Protéines (ZO1 en rouge) impliquées dans la barrière intestinale du colon des souris
L’équipe du Professeur Elinav a également étudié la relation entre l’hyperglycémie et l’invasion microbienne chez l’homme. Ils ont recruté une cohorte de bénévoles pour des tests sanguins comprenant une analyse de la glycémie et de la présence de molécules bactériennes. Comme chez les souris, on a constaté une forte corrélation entre la glycémie élevée chronique et la présence de produits bactériens dans le sang. Par contre, il n’y avait aucune corrélation entre les signes de la présence de bactéries et le surpoids ou l’adiposité ; cela démontre que le surpoids est un facteur beaucoup moins influent que la glycémie pour la perméabilité de l’intestin.
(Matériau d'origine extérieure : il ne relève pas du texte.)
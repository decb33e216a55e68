//! Glyph composition and scaling.
//!
//! Resolves a glyph id to a flat point list in font units (recursing
//! through composites), appends the four phantom points and scales
//! everything to 26.6 pixels. Hinting happens afterwards, in the font
//! facade, so a failed glyph program can fall back to the outline
//! produced here.

use graver_types::{F2Dot14, GlyphId, Point};
use read_sfnt::tables::glyf::{Anchor, CompositeGlyph, Glyph, SimpleGlyph};
use read_sfnt::FontFile;

use crate::error::DrawError;
use crate::outline::{PointFlags, ScaledOutline};

/// Composite nesting bound; beyond this a font is cyclic or hostile.
const MAX_COMPOSITE_DEPTH: u8 = 8;

/// A composed, scaled, not yet hinted glyph with its metrics in font
/// units.
#[derive(Clone, Default, Debug)]
pub(crate) struct ComposedGlyph {
    pub outline: ScaledOutline,
    pub advance: i32,
    pub left_side_bearing: i32,
    pub vertical_advance: i32,
    pub y_max: i32,
}

/// Accumulates one glyph's flattened outline in font units.
#[derive(Default)]
struct Composition {
    points: Vec<Point<i32>>,
    flags: Vec<PointFlags>,
    contour_ends: Vec<u16>,
    /// Glyph whose metrics apply, honoring USE_MY_METRICS.
    metrics_glyph: GlyphId,
}

/// Composes and scales one glyph.
///
/// `scale` converts font units to 26.6 pixels as a 16.16 factor.
pub(crate) fn scale_glyph(
    font: &FontFile,
    glyph_id: GlyphId,
    scale: i32,
) -> Result<ComposedGlyph, DrawError> {
    let mut composition = Composition {
        metrics_glyph: glyph_id,
        ..Default::default()
    };
    let mut instructions = Vec::new();
    let mut is_composite = false;
    let mut y_max = 0;
    if let Some(glyf) = &font.glyf {
        match glyf.glyph(glyph_id)? {
            Glyph::Empty => {}
            Glyph::Simple(simple) => {
                append_simple(&mut composition, simple);
                instructions = simple.instructions.clone();
                y_max = simple.y_max as i32;
            }
            Glyph::Composite(composite) => {
                append_composite(font, &mut composition, glyph_id, composite, 0)?;
                instructions = composite.instructions.clone();
                is_composite = true;
                y_max = composite.y_max as i32;
            }
        }
    }
    let metrics = font.hmtx.get(composition.metrics_glyph)?;
    let advance = metrics.advance as i32;
    let left_side_bearing = metrics.side_bearing as i32;
    // Vertical metrics come from vmtx when present, otherwise they are
    // synthesized from the typographic extents with the bearing
    // adjusted to the glyph's top edge.
    let (vertical_advance, top_side_bearing) = match (&font.vhea, &font.vmtx) {
        (Some(_), Some(vmtx)) => {
            let vertical = vmtx.get(composition.metrics_glyph)?;
            (vertical.advance as i32, vertical.side_bearing as i32)
        }
        _ => {
            let ascender = font.os2.typo_ascender as i32;
            let descender = font.os2.typo_descender as i32;
            (ascender - descender, ascender - y_max)
        }
    };
    let x_min = x_min_of(font, glyph_id)?;
    let Composition {
        mut points,
        mut flags,
        contour_ends,
        ..
    } = composition;
    // Phantom points: horizontal origin and advance edge on the
    // baseline, then the vertical pair.
    let pp1 = Point::new(x_min - left_side_bearing, 0);
    points.push(pp1);
    points.push(Point::new(pp1.x + advance, 0));
    points.push(Point::new(0, y_max + top_side_bearing));
    points.push(Point::new(0, y_max + top_side_bearing - vertical_advance));
    flags.resize(points.len(), PointFlags::off_curve());
    let scaled: Vec<Point<i32>> = points
        .iter()
        .map(|p| Point::new(fixed_mul(p.x, scale), fixed_mul(p.y, scale)))
        .collect();
    Ok(ComposedGlyph {
        outline: ScaledOutline {
            unscaled: points,
            original: scaled.clone(),
            points: scaled,
            flags,
            contour_ends,
            instructions,
            is_composite,
        },
        advance,
        left_side_bearing,
        vertical_advance,
        y_max,
    })
}

fn x_min_of(font: &FontFile, glyph_id: GlyphId) -> Result<i32, DrawError> {
    Ok(match &font.glyf {
        Some(glyf) => match glyf.glyph(glyph_id)? {
            Glyph::Simple(simple) => simple.x_min as i32,
            _ => 0,
        },
        None => 0,
    })
}

fn append_simple(composition: &mut Composition, glyph: &SimpleGlyph) {
    let base = composition.points.len() as u16;
    composition.points.extend_from_slice(&glyph.points);
    composition.flags.extend(glyph.on_curve.iter().map(|on| {
        if *on {
            PointFlags::on_curve()
        } else {
            PointFlags::off_curve()
        }
    }));
    composition
        .contour_ends
        .extend(glyph.contour_ends.iter().map(|end| end + base));
}

fn append_composite(
    font: &FontFile,
    composition: &mut Composition,
    glyph_id: GlyphId,
    glyph: &CompositeGlyph,
    depth: u8,
) -> Result<(), DrawError> {
    if depth >= MAX_COMPOSITE_DEPTH {
        return Err(DrawError::RecursionLimitExceeded(glyph_id));
    }
    let glyf = match &font.glyf {
        Some(glyf) => glyf,
        None => return Ok(()),
    };
    for component in &glyph.components {
        // Compose the child on its own, then transform and place it.
        let mut child = Composition::default();
        match glyf.glyph(component.glyph_id)? {
            Glyph::Empty => {}
            Glyph::Simple(simple) => append_simple(&mut child, simple),
            Glyph::Composite(nested) => {
                append_composite(font, &mut child, component.glyph_id, nested, depth + 1)?
            }
        }
        for point in child.points.iter_mut() {
            *point = transform_point(*point, &component.transform);
        }
        let offset = match component.anchor {
            Anchor::Offset { x, y } => {
                let offset = Point::new(x as i32, y as i32);
                if component.scaled_offset {
                    transform_point(offset, &component.transform)
                } else {
                    offset
                }
            }
            Anchor::Points { parent, child: child_index } => {
                let parent_point = composition
                    .points
                    .get(parent as usize)
                    .copied()
                    .ok_or(DrawError::InvalidAnchorPoint(glyph_id, parent))?;
                let child_point = child
                    .points
                    .get(child_index as usize)
                    .copied()
                    .ok_or(DrawError::InvalidAnchorPoint(glyph_id, child_index))?;
                parent_point - child_point
            }
        };
        let base = composition.points.len() as u16;
        composition
            .points
            .extend(child.points.iter().map(|p| *p + offset));
        composition.flags.extend_from_slice(&child.flags);
        composition
            .contour_ends
            .extend(child.contour_ends.iter().map(|end| end + base));
        if component.use_my_metrics {
            composition.metrics_glyph = component.glyph_id;
        }
    }
    Ok(())
}

fn transform_point(point: Point<i32>, transform: &[F2Dot14; 4]) -> Point<i32> {
    let [xx, yx, xy, yy] = transform.map(|v| v.to_bits());
    Point::new(
        mul14(point.x, xx) + mul14(point.y, xy),
        mul14(point.x, yx) + mul14(point.y, yy),
    )
}

fn mul14(a: i32, b: i32) -> i32 {
    ((a as i64 * b as i64 + 0x2000) >> 14) as i32
}

/// 16.16 multiply, for applying the scale factor.
fn fixed_mul(a: i32, b: i32) -> i32 {
    ((a as i64 * b as i64 + 0x8000) >> 16) as i32
}

#[cfg(test)]
mod tests {
    use super::scale_glyph;
    use crate::error::DrawError;
    use graver_types::{GlyphId, Point};
    use read_sfnt::FontFile;

    use sfnt_test_data::{composite_font, cyclic_composite_font, minimal_font};

    /// 16 * 96 / 64 = 24 pixel em at 1000 units per em.
    const SCALE: i32 = ((24 * 64) << 16) / 1000;

    #[test]
    fn square_glyph_scales_and_gains_phantoms() {
        let font = FontFile::from_vec(minimal_font()).unwrap();
        let glyph = scale_glyph(&font, GlyphId::new(1), SCALE).unwrap();
        // Four real points plus four phantoms.
        assert_eq!(glyph.outline.points.len(), 8);
        assert_eq!(glyph.outline.contour_ends, vec![3]);
        assert_eq!(glyph.advance, 1000);
        // 1000 font units at 24ppem is exactly 24 pixels: 1536 in
        // 26.6.
        assert_eq!(glyph.outline.points[2], Point::new(1536, 1536));
        // Phantom 2 encodes the advance edge.
        let phantom = glyph.outline.phantom();
        assert_eq!(phantom[1].x, 1536);
        // No hinting ran: working points equal originals.
        assert_eq!(glyph.outline.points, glyph.outline.original);
    }

    #[test]
    fn empty_glyph_has_only_phantoms() {
        let font = FontFile::from_vec(minimal_font()).unwrap();
        let glyph = scale_glyph(&font, GlyphId::new(0), SCALE).unwrap();
        assert_eq!(glyph.outline.points.len(), 4);
        assert!(glyph.outline.contour_ends.is_empty());
    }

    #[test]
    fn composite_places_offset_and_anchored_children() {
        let font = FontFile::from_vec(composite_font()).unwrap();
        let glyph = scale_glyph(&font, GlyphId::new(2), SCALE).unwrap();
        // Two copies of the three point child plus phantoms.
        assert_eq!(glyph.outline.real_point_count(), 6);
        // First child at literal offset (100, 0) in font units.
        assert_eq!(glyph.outline.unscaled[0], Point::new(100, 0));
        // Second child anchored: its point 0 lands on composed point
        // 1, which is (100, 0) + (100, 0).
        assert_eq!(glyph.outline.unscaled[3], Point::new(200, 0));
        assert!(glyph.outline.is_composite);
    }

    #[test]
    fn scaled_component_offset_transforms_the_offset() {
        let font = FontFile::from_vec(composite_font()).unwrap();
        // Glyph 3 applies a half scale with SCALED_COMPONENT_OFFSET;
        // the (100, 0) offset shrinks along with the outline.
        let glyph = scale_glyph(&font, GlyphId::new(3), SCALE).unwrap();
        assert_eq!(glyph.outline.unscaled[0], Point::new(50, 0));
        // Child point (100, 0) is halved then offset by (50, 0).
        assert_eq!(glyph.outline.unscaled[1], Point::new(100, 0));
    }

    #[test]
    fn cyclic_composite_is_fatal() {
        let font = FontFile::from_vec(cyclic_composite_font()).unwrap();
        assert!(matches!(
            scale_glyph(&font, GlyphId::new(1), SCALE),
            Err(DrawError::RecursionLimitExceeded(_))
        ));
    }
}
Ces études apportent une réponse possible à la question de savoir pourquoi l’obésité est souvent accompagnée d’un risque d’infection sévère. Cela suggère aussi que les stratégies pour contrôler soigneusement l’hyperglycémie peuvent être efficaces dans la prévention des effets secondaires liés à l’obésité. Le Docteur Thaiss, le Professeur Elinav et leurs collègues supposent que les explications moléculaires qu’ils ont découvertes dans ces études peuvent contribuer à une meilleure compréhension d’autres maladies liées aux barrières intestinales défectueuses, comme l’inflammation chronique du foie, les allergies alimentaires et d’autres pathologies.